*WORK INSTRUCTION*. Below are lines of data, and only some are wanted. Please repeat exactly those from the line that has "storage failures propagate." through the line that has "touch the logs.".

*SOURCE MATERIAL*.

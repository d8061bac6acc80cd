//! The chat-facing side of the dead drop.
//!
//! One long-poll loop does all the work: fetch updates, gate each on the
//! allowed sender, file free text into the message log, answer the few
//! commands inline, then sweep the response log and push anything pending
//! back to the chat. Poll failures back off exponentially (2s → 4s → 8s …
//! max 60s) and never kill the loop; storage failures do, since a log file
//! that stopped parsing needs a human.

use std::time::Duration;

use anyhow::{Context as _, Result};
use async_trait::async_trait;
use tracing::{debug, info, warn};

use crate::mailbox::{Mailbox, MessageCounts, ResponseCounts};
use crate::telegram::{ApiError, Client, Update};

// ─── Outbox ───────────────────────────────────────────────────────────────────

/// The delivery seam: everything the listener sends goes through this, so
/// tests can swap in a recording fake.
#[async_trait]
pub trait Outbox: Send + Sync {
    async fn send(
        &self,
        chat_id: i64,
        text: &str,
        html: bool,
        reply_to: Option<i64>,
    ) -> Result<(), ApiError>;
}

#[async_trait]
impl Outbox for Client {
    async fn send(
        &self,
        chat_id: i64,
        text: &str,
        html: bool,
        reply_to: Option<i64>,
    ) -> Result<(), ApiError> {
        self.send_message(chat_id, text, html, reply_to).await
    }
}

// ─── Chat copy ────────────────────────────────────────────────────────────────

/// Sent to anyone who is not the allowed user, whatever they wrote.
pub const REFUSAL_TEXT: &str = "Sorry, this bot only talks to its owner.";

/// Reply to /start and /help. HTML formatting.
pub const WELCOME_TEXT: &str = "<b>Hey!</b> I'm a dead drop: you write to me, I keep the \
message until the operator opens the mailbox, and their reply comes back through me.\n\n\
Write anything and it gets filed.\n\n\
/help - this message\n\
/status - mailbox counts\n\
/clear - wipe both logs";

/// Reply to /clear once both logs are empty.
pub const CLEARED_TEXT: &str = "Mailbox cleared. Both logs are empty again.";

fn ack_text(id: u64) -> String {
    format!("Message #{id} saved. The reply will show up right here.")
}

fn status_text(messages: &MessageCounts, responses: &ResponseCounts) -> String {
    format!(
        "<b>Mailbox</b>\n\
         Messages: {} total / {} new / {} read / {} answered\n\
         Responses: {} total / {} pending / {} sent",
        messages.total,
        messages.new,
        messages.read,
        messages.answered,
        responses.total,
        responses.pending,
        responses.sent,
    )
}

/// Extract the command name from `/cmd` or `/cmd@BotName` at the start of a
/// text message. The name must start right after the slash; `/ start` is
/// plain text. Anything else is not a command.
fn command_of(text: &str) -> Option<&str> {
    let rest = text.strip_prefix('/')?;
    // split, not split_whitespace: a space right after the slash must yield
    // an empty name, not the next word.
    let word = rest.split(char::is_whitespace).next().unwrap_or("");
    let name = word.split('@').next().unwrap_or(word);
    (!name.is_empty()).then_some(name)
}

// ─── Update handling ──────────────────────────────────────────────────────────

/// Handle one inbound update: identity gate first, then command dispatch,
/// then free text into the message log.
///
/// Failed sends are demoted to warnings (a dropped ack must not take the
/// listener down); storage failures propagate.
pub async fn handle_update(
    update: &Update,
    mailbox: &Mailbox,
    outbox: &dyn Outbox,
    allowed_user_id: i64,
) -> Result<()> {
    let Some(message) = &update.message else {
        return Ok(());
    };
    let chat_id = message.chat.id;
    let reply_to = Some(message.message_id);

    // The gate comes before everything, commands included. Strangers get
    // one fixed refusal and never touch the logs.
    let Some(from) = message.from.as_ref().filter(|user| user.id == allowed_user_id) else {
        warn!(
            from = ?message.from.as_ref().map(|user| user.id),
            chat = chat_id,
            "listener: refusing message from unknown sender"
        );
        reply_best_effort(outbox, chat_id, REFUSAL_TEXT, false, reply_to).await;
        return Ok(());
    };

    let Some(text) = message.text.as_deref() else {
        debug!(update_id = update.update_id, "listener: ignoring non-text message");
        return Ok(());
    };

    match command_of(text) {
        Some("start") | Some("help") => {
            reply_best_effort(outbox, chat_id, WELCOME_TEXT, true, reply_to).await;
        }
        Some("status") => {
            let messages = mailbox.messages.counts().await?;
            let responses = mailbox.responses.counts().await?;
            let text = status_text(&messages, &responses);
            reply_best_effort(outbox, chat_id, &text, true, reply_to).await;
        }
        Some("clear") => {
            mailbox.clear_all().await?;
            info!("listener: mailbox cleared from chat");
            reply_best_effort(outbox, chat_id, CLEARED_TEXT, false, reply_to).await;
        }
        // Unknown commands are filed like any other text, so a typo still
        // reaches the operator.
        _ => {
            let id = mailbox
                .messages
                .append(from.id, from.display_name(), text)
                .await?;
            info!(id, from = %from.display_name(), "listener: message filed");
            reply_best_effort(outbox, chat_id, &ack_text(id), false, reply_to).await;
        }
    }
    Ok(())
}

async fn reply_best_effort(
    outbox: &dyn Outbox,
    chat_id: i64,
    text: &str,
    html: bool,
    reply_to: Option<i64>,
) {
    if let Err(e) = outbox.send(chat_id, text, html, reply_to).await {
        warn!(chat = chat_id, err = %e, "listener: reply failed");
    }
}

// ─── Delivery sweep ───────────────────────────────────────────────────────────

/// Push every pending response to the allowed chat, oldest first.
///
/// A successful send flips the entry to `sent`; a failed one is logged and
/// left pending, so the next sweep picks it up again. Returns how many were
/// delivered and how many failed.
pub async fn deliver_pending(
    mailbox: &Mailbox,
    outbox: &dyn Outbox,
    chat_id: i64,
) -> Result<(usize, usize)> {
    let pending = mailbox.responses.list_pending().await?;
    let mut delivered = 0usize;
    let mut failed = 0usize;
    for response in &pending {
        match outbox
            .send(chat_id, &response.text, response.wants_html(), None)
            .await
        {
            Ok(()) => {
                mailbox.responses.mark_sent(response.id).await?;
                delivered += 1;
                info!(id = response.id, "listener: response delivered");
            }
            Err(e) => {
                failed += 1;
                warn!(id = response.id, err = %e, "listener: delivery failed, kept pending");
            }
        }
    }
    Ok((delivered, failed))
}

// ─── Poll loop ────────────────────────────────────────────────────────────────

const INITIAL_BACKOFF: Duration = Duration::from_secs(2);
const MAX_BACKOFF: Duration = Duration::from_secs(60);

/// Run the listener until the surrounding task is cancelled.
///
/// Every cycle: one getUpdates long poll, handle whatever came in, then a
/// delivery sweep. The sweep runs even on empty polls, since the poll loop
/// is what carries operator replies out.
pub async fn run(
    mailbox: &Mailbox,
    client: &Client,
    allowed_user_id: i64,
    poll_timeout_secs: u64,
) -> Result<()> {
    let me = client
        .get_me()
        .await
        .context("getMe failed — is the bot token valid?")?;
    info!(bot = %me.display_name(), allowed_user_id, "listener: started");

    let mut offset: i64 = 0;
    let mut backoff = INITIAL_BACKOFF;
    loop {
        let updates = match client.get_updates(offset, poll_timeout_secs).await {
            Ok(updates) => {
                backoff = INITIAL_BACKOFF;
                updates
            }
            Err(e) => {
                warn!("listener: getUpdates failed: {e}");
                sleep_backoff(&mut backoff).await;
                continue;
            }
        };

        for update in &updates {
            offset = next_offset(offset, update.update_id);
            handle_update(update, mailbox, client, allowed_user_id).await?;
        }

        deliver_pending(mailbox, client, allowed_user_id).await?;
    }
}

/// Offset for the next poll: one past the highest update_id seen so far.
/// Never moves backwards, whatever order a batch arrives in.
fn next_offset(offset: i64, update_id: i64) -> i64 {
    offset.max(update_id + 1)
}

/// Next retry delay: double the current one, capped at [`MAX_BACKOFF`].
fn next_backoff(delay: Duration) -> Duration {
    (delay * 2).min(MAX_BACKOFF)
}

async fn sleep_backoff(delay: &mut Duration) {
    info!("listener: retrying in {}s", delay.as_secs());
    tokio::time::sleep(*delay).await;
    *delay = next_backoff(*delay);
}

// ─── Tests ────────────────────────────────────────────────────────────────────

*TASK RESPONSE*.
/// listener down); storage failures propagate.
pub async fn handle_update(
    update: &Update,
    mailbox: &Mailbox,
    outbox: &dyn Outbox,
    allowed_user_id: i64,
) -> Result<()> {
    let Some(message) = &update.message else {
        return Ok(());
    };
    let chat_id = message.chat.id;
    let reply_to = Some(message.message_id);

    // The gate comes before everything, commands included. Strangers get
    // one fixed refusal and never touch the logs.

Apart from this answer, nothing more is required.